----- Supplied entries
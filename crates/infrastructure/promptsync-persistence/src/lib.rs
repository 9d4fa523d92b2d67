mod api;
mod codec;
mod error;
mod maintenance;
mod memory_store;
mod redb_store;

pub use api::*;
pub use error::*;
pub use memory_store::MemoryKeyValueStore;
pub use redb_store::RedbKeyValueStore;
----------
Transcribe all of the material exactly as it appears.

filename crates/infrastructure/promptsync-persistence/src/lib.rs
repository 9d4fa523d92b2d67
mod api;
mod codec;
mod error;
mod maintenance;
mod memory_store;
mod redb_store;

pub use api::*;
pub use error::*;
pub use memory_store::MemoryKeyValueStore;
pub use redb_store::RedbKeyValueStore;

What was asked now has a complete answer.